[Exercise materials]:
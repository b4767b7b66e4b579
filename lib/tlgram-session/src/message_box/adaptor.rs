// Copyright 2020 - developers of the `tlgram` project.
//
// Licensed under the Apache License, Version 2.0 <LICENSE-APACHE or
// https://www.apache.org/licenses/LICENSE-2.0> or the MIT license
// <LICENSE-MIT or https://opensource.org/licenses/MIT>, at your
// option. This file may not be copied, modified, or distributed
// except according to those terms.
use super::defs::{Entry, Gap, PtsInfo, NO_SEQ};
use super::ChatHashCache;
use tlgram_tl_types as tl;
use log::info;

// > The `updateShortMessage`, `updateShortSentMessage` and `updateShortChatMessage` constructors
// > [...] should be transformed to `updateShort` upon receiving.
//
// We don't use `updateShort` because it's fairly limitting. `updatesCombined` is big enough to
// contain all updates inside, and sticking to a single type (and not enum) simplifies things.
//
// This module's job is just converting the various updates types into `updatesCombined`.
// It also converts updates into their corresponding `PtsInfo`.

pub(super) fn updates(updates: tl::types::Updates) -> tl::types::UpdatesCombined {
    tl::types::UpdatesCombined {
        updates: updates.updates,
        users: updates.users,
        chats: updates.chats,
        date: updates.date,
        seq_start: updates.seq,
        seq: updates.seq,
    }
}

pub(super) fn update_short(short: tl::types::UpdateShort) -> tl::types::UpdatesCombined {
    tl::types::UpdatesCombined {
        updates: vec![short.update],
        users: Vec::new(),
        chats: Vec::new(),
        date: short.date,
        seq_start: NO_SEQ,
        seq: NO_SEQ,
    }
}

pub(super) fn update_short_message(
    short: tl::types::UpdateShortMessage,
    self_id: i32,
) -> tl::types::UpdatesCombined {
    update_short(tl::types::UpdateShort {
        update: tl::types::UpdateNewMessage {
            message: tl::types::Message {
                out: short.out,
                mentioned: short.mentioned,
                media_unread: short.media_unread,
                silent: short.silent,
                post: false,
                from_scheduled: false,
                legacy: false,
                edit_hide: false,
                pinned: false,
                id: short.id,
                from_id: Some(
                    tl::types::PeerUser {
                        user_id: if short.out { self_id } else { short.user_id },
                    }
                    .into(),
                ),
                peer_id: tl::types::PeerChat {
                    chat_id: short.user_id,
                }
                .into(),
                fwd_from: short.fwd_from,
                via_bot_id: short.via_bot_id,
                reply_to: short.reply_to,
                date: short.date,
                message: short.message,
                media: None,
                reply_markup: None,
                entities: short.entities,
                views: None,
                forwards: None,
                replies: None,
                edit_date: None,
                post_author: None,
                grouped_id: None,
                restriction_reason: None,
                ttl_period: short.ttl_period,
            }
            .into(),
            pts: short.pts,
            pts_count: short.pts_count,
        }
        .into(),
        date: short.date,
    })
}

pub(super) fn update_short_chat_message(
    short: tl::types::UpdateShortChatMessage,
) -> tl::types::UpdatesCombined {
    update_short(tl::types::UpdateShort {
        update: tl::types::UpdateNewMessage {
            message: tl::types::Message {
                out: short.out,
                mentioned: short.mentioned,
                media_unread: short.media_unread,
                silent: short.silent,
                post: false,
                from_scheduled: false,
                legacy: false,
                edit_hide: false,
                pinned: false,
                id: short.id,
                from_id: Some(
                    tl::types::PeerUser {
                        user_id: short.from_id,
                    }
                    .into(),
                ),
                peer_id: tl::types::PeerChat {
                    chat_id: short.chat_id,
                }
                .into(),
                fwd_from: short.fwd_from,
                via_bot_id: short.via_bot_id,
                reply_to: short.reply_to,
                date: short.date,
                message: short.message,
                media: None,
                reply_markup: None,
                entities: short.entities,
                views: None,
                forwards: None,
                replies: None,
                edit_date: None,
                post_author: None,
                grouped_id: None,
                restriction_reason: None,
                ttl_period: short.ttl_period,
            }
            .into(),
            pts: short.pts,
            pts_count: short.pts_count,
        }
        .into(),
        date: short.date,
    })
}

pub(super) fn update_short_sent_message(
    short: tl::types::UpdateShortSentMessage,
) -> tl::types::UpdatesCombined {
    update_short(tl::types::UpdateShort {
        update: tl::types::UpdateNewMessage {
            message: tl::types::MessageEmpty {
                id: short.id,
                peer_id: None,
            }
            .into(),
            pts: short.pts,
            pts_count: short.pts_count,
        }
        .into(),
        date: short.date,
    })
}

[Task instructions]:
The full listing above should be returned exactly as supplied.

[Answer to this exercise]:
repository b4767b7b66e4b579
filename lib/tlgram-session/src/message_box/adaptor.rs
// Copyright 2020 - developers of the `tlgram` project.
//
// Licensed under the Apache License, Version 2.0 <LICENSE-APACHE or
// https://www.apache.org/licenses/LICENSE-2.0> or the MIT license
// <LICENSE-MIT or https://opensource.org/licenses/MIT>, at your
// option. This file may not be copied, modified, or distributed
// except according to those terms.
use super::defs::{Entry, Gap, PtsInfo, NO_SEQ};
use super::ChatHashCache;
use tlgram_tl_types as tl;
use log::info;

// > The `updateShortMessage`, `updateShortSentMessage` and `updateShortChatMessage` constructors
// > [...] should be transformed to `updateShort` upon receiving.
//
// We don't use `updateShort` because it's fairly limitting. `updatesCombined` is big enough to
// contain all updates inside, and sticking to a single type (and not enum) simplifies things.
//
// This module's job is just converting the various updates types into `updatesCombined`.
// It also converts updates into their corresponding `PtsInfo`.

pub(super) fn updates(updates: tl::types::Updates) -> tl::types::UpdatesCombined {
    tl::types::UpdatesCombined {
        updates: updates.updates,
        users: updates.users,
        chats: updates.chats,
        date: updates.date,
        seq_start: updates.seq,
        seq: updates.seq,
    }
}

pub(super) fn update_short(short: tl::types::UpdateShort) -> tl::types::UpdatesCombined {
    tl::types::UpdatesCombined {
        updates: vec![short.update],
        users: Vec::new(),
        chats: Vec::new(),
        date: short.date,
        seq_start: NO_SEQ,
        seq: NO_SEQ,
    }
}

pub(super) fn update_short_message(
    short: tl::types::UpdateShortMessage,
    self_id: i32,
) -> tl::types::UpdatesCombined {
    update_short(tl::types::UpdateShort {
        update: tl::types::UpdateNewMessage {
            message: tl::types::Message {
                out: short.out,
                mentioned: short.mentioned,
                media_unread: short.media_unread,
                silent: short.silent,
                post: false,
                from_scheduled: false,
                legacy: false,
                edit_hide: false,
                pinned: false,
                id: short.id,
                from_id: Some(
                    tl::types::PeerUser {
                        user_id: if short.out { self_id } else { short.user_id },
                    }
                    .into(),
                ),
                peer_id: tl::types::PeerChat {
                    chat_id: short.user_id,
                }
                .into(),
                fwd_from: short.fwd_from,
                via_bot_id: short.via_bot_id,
                reply_to: short.reply_to,
                date: short.date,
                message: short.message,
                media: None,
                reply_markup: None,
                entities: short.entities,
                views: None,
                forwards: None,
                replies: None,
                edit_date: None,
                post_author: None,
                grouped_id: None,
                restriction_reason: None,
                ttl_period: short.ttl_period,
            }
            .into(),
            pts: short.pts,
            pts_count: short.pts_count,
        }
        .into(),
        date: short.date,
    })
}

pub(super) fn update_short_chat_message(
    short: tl::types::UpdateShortChatMessage,
) -> tl::types::UpdatesCombined {
    update_short(tl::types::UpdateShort {
        update: tl::types::UpdateNewMessage {
            message: tl::types::Message {
                out: short.out,
                mentioned: short.mentioned,
                media_unread: short.media_unread,
                silent: short.silent,
                post: false,
                from_scheduled: false,
                legacy: false,
                edit_hide: false,
                pinned: false,
                id: short.id,
                from_id: Some(
                    tl::types::PeerUser {
                        user_id: short.from_id,
                    }
                    .into(),
                ),
                peer_id: tl::types::PeerChat {
                    chat_id: short.chat_id,
                }
                .into(),
                fwd_from: short.fwd_from,
                via_bot_id: short.via_bot_id,
                reply_to: short.reply_to,
                date: short.date,
                message: short.message,
                media: None,
                reply_markup: None,
                entities: short.entities,
                views: None,
                forwards: None,
                replies: None,
                edit_date: None,
                post_author: None,
                grouped_id: None,
                restriction_reason: None,
                ttl_period: short.ttl_period,
            }
            .into(),
            pts: short.pts,
            pts_count: short.pts_count,
        }
        .into(),
        date: short.date,
    })
}

pub(super) fn update_short_sent_message(
    short: tl::types::UpdateShortSentMessage,
) -> tl::types::UpdatesCombined {
    update_short(tl::types::UpdateShort {
        update: tl::types::UpdateNewMessage {
            message: tl::types::MessageEmpty {
                id: short.id,
                peer_id: None,
            }
            .into(),
            pts: short.pts,
            pts_count: short.pts_count,
        }
        .into(),
        date: short.date,
    })
}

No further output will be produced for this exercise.